**DATA FOR THE TASK**:
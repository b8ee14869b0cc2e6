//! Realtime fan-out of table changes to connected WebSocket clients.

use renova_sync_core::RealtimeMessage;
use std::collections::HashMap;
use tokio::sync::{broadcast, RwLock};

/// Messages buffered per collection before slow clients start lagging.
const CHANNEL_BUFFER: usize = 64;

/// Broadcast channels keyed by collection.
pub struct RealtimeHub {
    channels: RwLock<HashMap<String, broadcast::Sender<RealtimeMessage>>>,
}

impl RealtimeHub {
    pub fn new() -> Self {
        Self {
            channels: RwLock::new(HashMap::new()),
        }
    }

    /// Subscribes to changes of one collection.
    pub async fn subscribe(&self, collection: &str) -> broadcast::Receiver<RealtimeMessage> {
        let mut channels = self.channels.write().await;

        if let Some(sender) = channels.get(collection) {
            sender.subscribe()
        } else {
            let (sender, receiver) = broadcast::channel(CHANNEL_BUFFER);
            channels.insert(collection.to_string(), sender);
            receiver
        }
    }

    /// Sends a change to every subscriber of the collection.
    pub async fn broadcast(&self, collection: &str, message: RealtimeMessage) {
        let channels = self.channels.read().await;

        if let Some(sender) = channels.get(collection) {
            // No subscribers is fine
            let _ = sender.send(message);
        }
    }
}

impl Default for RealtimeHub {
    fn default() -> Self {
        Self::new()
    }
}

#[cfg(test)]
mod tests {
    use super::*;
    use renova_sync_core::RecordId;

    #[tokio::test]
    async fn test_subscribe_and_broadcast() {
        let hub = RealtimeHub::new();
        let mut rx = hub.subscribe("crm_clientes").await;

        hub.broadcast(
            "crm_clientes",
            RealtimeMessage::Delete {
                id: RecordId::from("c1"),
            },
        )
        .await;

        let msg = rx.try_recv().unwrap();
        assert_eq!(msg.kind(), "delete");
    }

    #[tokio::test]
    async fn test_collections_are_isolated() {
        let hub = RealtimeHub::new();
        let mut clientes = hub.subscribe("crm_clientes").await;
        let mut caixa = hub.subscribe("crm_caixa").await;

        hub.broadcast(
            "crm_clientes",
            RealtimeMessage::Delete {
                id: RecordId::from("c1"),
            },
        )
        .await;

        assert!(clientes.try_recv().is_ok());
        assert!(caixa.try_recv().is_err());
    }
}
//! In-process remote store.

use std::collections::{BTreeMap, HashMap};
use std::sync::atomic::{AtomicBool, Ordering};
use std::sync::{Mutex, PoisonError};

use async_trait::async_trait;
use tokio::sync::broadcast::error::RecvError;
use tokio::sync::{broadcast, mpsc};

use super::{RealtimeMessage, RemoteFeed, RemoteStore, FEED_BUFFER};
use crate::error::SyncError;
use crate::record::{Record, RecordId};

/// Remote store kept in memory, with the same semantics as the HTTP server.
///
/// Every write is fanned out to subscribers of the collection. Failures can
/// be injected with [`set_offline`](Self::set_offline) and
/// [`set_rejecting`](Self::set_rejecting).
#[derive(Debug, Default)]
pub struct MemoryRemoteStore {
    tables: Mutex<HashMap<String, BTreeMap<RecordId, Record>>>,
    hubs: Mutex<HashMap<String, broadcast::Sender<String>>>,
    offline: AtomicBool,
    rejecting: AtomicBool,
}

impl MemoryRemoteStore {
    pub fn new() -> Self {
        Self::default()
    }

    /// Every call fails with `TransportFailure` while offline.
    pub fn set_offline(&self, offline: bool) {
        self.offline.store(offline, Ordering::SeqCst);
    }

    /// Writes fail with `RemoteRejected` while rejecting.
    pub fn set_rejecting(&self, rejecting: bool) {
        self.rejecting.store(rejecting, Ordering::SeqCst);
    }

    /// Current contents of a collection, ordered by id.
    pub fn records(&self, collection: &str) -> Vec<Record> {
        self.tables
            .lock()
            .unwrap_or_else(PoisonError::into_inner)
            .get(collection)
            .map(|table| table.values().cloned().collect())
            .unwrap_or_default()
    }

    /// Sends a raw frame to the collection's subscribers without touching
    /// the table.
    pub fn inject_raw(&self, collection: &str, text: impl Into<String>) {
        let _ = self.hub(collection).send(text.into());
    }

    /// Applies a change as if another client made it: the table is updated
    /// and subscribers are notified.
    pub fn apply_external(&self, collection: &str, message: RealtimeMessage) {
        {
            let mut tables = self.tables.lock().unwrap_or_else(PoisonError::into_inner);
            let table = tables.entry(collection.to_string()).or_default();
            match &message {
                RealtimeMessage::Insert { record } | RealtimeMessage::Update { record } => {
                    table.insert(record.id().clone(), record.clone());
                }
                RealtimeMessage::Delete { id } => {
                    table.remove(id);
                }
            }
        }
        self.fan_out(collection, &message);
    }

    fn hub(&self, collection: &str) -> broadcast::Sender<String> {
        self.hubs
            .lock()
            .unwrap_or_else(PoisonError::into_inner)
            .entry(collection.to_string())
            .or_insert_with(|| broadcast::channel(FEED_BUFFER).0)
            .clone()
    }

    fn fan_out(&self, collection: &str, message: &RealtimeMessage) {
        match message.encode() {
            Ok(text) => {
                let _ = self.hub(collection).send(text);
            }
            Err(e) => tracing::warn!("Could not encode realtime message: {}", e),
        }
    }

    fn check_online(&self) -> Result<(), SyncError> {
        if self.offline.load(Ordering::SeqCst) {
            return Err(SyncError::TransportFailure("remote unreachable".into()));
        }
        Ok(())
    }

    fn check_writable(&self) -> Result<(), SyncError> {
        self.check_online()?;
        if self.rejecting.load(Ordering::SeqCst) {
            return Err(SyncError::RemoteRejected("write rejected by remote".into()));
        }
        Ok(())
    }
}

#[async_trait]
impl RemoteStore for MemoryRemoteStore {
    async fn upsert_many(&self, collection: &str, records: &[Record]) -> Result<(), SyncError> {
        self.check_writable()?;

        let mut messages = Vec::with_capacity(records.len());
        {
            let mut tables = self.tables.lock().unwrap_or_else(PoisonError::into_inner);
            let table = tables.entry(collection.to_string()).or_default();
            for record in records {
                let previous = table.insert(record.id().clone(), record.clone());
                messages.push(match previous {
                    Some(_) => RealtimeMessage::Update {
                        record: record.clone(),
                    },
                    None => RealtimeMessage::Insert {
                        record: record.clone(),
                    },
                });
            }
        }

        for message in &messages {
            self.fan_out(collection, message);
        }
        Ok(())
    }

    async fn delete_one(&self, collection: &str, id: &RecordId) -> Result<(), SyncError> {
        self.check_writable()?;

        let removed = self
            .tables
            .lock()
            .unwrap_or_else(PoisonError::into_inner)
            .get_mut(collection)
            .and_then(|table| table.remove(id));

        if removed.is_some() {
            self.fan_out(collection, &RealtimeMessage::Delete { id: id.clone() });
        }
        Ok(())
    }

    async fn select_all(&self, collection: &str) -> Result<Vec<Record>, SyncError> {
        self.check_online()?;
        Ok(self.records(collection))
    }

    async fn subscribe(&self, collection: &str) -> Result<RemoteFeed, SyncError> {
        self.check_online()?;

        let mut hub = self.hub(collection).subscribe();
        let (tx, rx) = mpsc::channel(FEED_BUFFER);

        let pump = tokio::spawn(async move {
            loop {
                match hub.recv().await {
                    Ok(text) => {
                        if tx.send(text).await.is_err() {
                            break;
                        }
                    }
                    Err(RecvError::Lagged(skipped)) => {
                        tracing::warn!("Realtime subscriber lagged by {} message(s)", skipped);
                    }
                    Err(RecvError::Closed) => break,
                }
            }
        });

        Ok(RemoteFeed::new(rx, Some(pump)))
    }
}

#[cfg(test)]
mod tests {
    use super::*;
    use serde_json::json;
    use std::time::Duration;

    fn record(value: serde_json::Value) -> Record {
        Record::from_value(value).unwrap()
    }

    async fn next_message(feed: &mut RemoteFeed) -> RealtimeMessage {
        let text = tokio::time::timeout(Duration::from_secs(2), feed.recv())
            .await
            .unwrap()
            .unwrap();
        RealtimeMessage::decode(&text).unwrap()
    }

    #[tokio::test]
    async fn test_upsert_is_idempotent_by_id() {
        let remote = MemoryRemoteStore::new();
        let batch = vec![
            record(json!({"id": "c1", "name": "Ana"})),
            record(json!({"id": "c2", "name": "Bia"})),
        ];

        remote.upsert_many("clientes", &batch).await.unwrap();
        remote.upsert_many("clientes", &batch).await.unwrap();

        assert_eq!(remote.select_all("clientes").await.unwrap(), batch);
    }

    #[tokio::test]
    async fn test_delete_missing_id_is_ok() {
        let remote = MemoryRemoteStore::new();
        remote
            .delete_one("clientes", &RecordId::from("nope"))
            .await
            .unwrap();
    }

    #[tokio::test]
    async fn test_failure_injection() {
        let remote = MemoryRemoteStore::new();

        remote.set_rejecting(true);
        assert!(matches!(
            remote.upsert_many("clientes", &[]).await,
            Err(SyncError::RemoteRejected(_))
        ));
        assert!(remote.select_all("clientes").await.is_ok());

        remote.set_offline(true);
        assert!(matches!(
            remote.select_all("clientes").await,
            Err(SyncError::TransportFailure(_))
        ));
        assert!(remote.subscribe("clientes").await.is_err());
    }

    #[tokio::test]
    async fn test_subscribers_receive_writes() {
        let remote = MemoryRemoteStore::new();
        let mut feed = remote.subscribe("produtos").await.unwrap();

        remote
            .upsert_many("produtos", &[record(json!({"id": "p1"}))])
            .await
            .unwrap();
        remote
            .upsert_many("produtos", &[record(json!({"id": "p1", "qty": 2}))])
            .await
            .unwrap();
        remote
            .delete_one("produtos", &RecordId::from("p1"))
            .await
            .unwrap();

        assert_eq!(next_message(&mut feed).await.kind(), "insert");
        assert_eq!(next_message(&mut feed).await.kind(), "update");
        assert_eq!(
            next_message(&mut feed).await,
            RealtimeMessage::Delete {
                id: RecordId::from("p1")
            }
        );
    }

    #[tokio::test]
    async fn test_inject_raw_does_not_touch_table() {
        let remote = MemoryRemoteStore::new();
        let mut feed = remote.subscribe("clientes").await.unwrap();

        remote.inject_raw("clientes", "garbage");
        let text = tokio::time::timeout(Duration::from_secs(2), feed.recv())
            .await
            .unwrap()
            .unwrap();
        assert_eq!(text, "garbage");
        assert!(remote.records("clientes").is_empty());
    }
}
--
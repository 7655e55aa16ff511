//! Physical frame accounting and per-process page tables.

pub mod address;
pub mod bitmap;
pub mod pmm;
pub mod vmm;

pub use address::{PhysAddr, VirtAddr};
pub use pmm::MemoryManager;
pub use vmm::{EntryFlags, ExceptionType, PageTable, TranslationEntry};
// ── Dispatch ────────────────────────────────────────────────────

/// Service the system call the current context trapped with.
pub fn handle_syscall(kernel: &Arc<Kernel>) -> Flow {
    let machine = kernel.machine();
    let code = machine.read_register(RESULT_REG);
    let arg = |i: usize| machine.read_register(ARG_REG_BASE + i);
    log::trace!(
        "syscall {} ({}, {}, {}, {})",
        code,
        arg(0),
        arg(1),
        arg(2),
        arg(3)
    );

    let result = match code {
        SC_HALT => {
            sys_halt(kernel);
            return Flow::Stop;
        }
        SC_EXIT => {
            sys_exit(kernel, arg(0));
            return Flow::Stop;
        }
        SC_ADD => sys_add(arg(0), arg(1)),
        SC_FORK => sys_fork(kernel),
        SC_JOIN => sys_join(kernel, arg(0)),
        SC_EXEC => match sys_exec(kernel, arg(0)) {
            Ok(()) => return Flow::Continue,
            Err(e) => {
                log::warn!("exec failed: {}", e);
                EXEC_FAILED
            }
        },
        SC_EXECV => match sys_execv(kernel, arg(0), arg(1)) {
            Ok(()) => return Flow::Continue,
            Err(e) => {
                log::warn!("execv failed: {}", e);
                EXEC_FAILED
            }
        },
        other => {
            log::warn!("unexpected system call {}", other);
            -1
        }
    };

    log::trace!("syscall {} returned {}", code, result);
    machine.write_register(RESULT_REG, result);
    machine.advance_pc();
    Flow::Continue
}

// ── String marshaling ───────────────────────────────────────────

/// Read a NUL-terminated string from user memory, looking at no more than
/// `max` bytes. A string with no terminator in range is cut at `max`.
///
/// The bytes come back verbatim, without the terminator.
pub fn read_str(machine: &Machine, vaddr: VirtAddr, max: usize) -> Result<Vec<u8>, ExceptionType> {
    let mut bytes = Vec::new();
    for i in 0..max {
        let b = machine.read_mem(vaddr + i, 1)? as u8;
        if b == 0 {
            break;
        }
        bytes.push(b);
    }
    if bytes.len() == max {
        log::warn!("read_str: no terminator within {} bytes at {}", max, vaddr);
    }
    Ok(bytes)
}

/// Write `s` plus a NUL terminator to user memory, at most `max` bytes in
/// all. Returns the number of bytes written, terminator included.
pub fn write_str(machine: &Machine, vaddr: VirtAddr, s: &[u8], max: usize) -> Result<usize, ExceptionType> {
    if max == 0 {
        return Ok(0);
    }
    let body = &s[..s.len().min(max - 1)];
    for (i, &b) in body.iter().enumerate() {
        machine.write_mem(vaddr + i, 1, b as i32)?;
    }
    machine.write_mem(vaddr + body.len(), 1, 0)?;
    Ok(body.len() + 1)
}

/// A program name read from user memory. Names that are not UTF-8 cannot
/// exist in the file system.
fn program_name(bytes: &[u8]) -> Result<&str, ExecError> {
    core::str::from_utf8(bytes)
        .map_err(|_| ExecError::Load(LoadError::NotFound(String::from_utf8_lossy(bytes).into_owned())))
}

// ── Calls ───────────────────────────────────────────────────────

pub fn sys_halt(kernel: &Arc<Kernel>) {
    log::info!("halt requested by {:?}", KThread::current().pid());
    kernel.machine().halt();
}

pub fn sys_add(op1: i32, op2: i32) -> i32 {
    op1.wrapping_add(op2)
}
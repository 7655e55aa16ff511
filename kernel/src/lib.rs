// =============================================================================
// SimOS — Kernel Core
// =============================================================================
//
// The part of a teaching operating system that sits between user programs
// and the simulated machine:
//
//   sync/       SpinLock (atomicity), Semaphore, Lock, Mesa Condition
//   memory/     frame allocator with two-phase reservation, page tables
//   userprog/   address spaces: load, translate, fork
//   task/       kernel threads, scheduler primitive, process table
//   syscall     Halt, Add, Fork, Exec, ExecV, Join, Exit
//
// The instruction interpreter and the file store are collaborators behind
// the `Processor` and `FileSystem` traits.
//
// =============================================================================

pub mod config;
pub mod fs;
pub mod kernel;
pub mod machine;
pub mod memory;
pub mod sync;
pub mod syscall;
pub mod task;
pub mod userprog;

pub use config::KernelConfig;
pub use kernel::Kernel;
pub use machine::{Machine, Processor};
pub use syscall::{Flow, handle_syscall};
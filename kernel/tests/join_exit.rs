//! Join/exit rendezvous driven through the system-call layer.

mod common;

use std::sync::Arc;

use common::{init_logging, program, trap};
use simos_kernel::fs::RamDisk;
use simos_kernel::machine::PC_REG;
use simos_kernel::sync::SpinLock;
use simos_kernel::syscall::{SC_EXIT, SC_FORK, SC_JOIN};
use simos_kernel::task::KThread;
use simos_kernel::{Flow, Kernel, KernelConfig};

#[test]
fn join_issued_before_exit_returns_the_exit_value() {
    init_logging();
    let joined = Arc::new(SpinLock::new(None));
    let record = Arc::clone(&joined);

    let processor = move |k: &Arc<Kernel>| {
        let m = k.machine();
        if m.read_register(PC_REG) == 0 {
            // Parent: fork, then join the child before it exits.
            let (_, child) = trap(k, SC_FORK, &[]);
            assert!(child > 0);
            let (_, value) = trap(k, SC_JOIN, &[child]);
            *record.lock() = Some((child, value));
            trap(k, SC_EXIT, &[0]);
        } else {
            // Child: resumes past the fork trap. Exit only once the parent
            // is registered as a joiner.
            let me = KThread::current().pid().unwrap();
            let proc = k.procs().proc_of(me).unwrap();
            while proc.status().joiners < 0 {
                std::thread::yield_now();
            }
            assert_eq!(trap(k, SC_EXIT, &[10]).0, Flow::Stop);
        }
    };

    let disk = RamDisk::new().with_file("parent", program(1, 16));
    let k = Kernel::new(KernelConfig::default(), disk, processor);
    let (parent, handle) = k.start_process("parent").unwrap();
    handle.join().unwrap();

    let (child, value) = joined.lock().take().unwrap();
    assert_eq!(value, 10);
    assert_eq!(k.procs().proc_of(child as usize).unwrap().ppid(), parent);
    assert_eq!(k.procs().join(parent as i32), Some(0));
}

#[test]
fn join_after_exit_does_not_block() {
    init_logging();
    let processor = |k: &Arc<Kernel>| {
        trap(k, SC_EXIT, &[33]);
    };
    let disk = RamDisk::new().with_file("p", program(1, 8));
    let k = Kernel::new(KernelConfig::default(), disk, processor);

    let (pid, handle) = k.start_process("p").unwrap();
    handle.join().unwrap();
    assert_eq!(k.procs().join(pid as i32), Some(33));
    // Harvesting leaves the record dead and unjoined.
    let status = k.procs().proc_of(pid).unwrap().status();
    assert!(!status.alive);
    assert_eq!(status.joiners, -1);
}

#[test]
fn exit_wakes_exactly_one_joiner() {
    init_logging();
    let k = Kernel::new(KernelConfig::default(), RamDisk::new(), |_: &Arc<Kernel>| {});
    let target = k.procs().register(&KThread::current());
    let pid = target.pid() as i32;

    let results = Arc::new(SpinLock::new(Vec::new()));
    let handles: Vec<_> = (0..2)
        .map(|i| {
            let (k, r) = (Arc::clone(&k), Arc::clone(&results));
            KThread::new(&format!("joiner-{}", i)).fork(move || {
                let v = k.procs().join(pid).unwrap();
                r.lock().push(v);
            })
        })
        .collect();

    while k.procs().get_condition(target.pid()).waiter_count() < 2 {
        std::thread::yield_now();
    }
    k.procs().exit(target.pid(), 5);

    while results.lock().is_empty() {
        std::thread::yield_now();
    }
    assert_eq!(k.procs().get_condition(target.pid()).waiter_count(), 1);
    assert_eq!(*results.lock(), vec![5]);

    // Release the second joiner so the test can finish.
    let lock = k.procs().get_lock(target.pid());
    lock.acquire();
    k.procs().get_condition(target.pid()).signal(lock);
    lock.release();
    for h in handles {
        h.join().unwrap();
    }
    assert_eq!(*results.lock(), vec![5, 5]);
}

**TRY IT**:
Looking at the data above, write out exactly the lines that start at the one containing "machine.advance_pc();" and end at the one containing "written, terminator included."; include both and nothing beyond.

**SOLUTION TO THIS PROBLEM**:
    machine.advance_pc();
    Flow::Continue
}

// ── String marshaling ───────────────────────────────────────────

/// Read a NUL-terminated string from user memory, looking at no more than
/// `max` bytes. A string with no terminator in range is cut at `max`.
///
/// The bytes come back verbatim, without the terminator.
pub fn read_str(machine: &Machine, vaddr: VirtAddr, max: usize) -> Result<Vec<u8>, ExceptionType> {
    let mut bytes = Vec::new();
    for i in 0..max {
        let b = machine.read_mem(vaddr + i, 1)? as u8;
        if b == 0 {
            break;
        }
        bytes.push(b);
    }
    if bytes.len() == max {
        log::warn!("read_str: no terminator within {} bytes at {}", max, vaddr);
    }
    Ok(bytes)
}

/// Write `s` plus a NUL terminator to user memory, at most `max` bytes in
/// all. Returns the number of bytes written, terminator included.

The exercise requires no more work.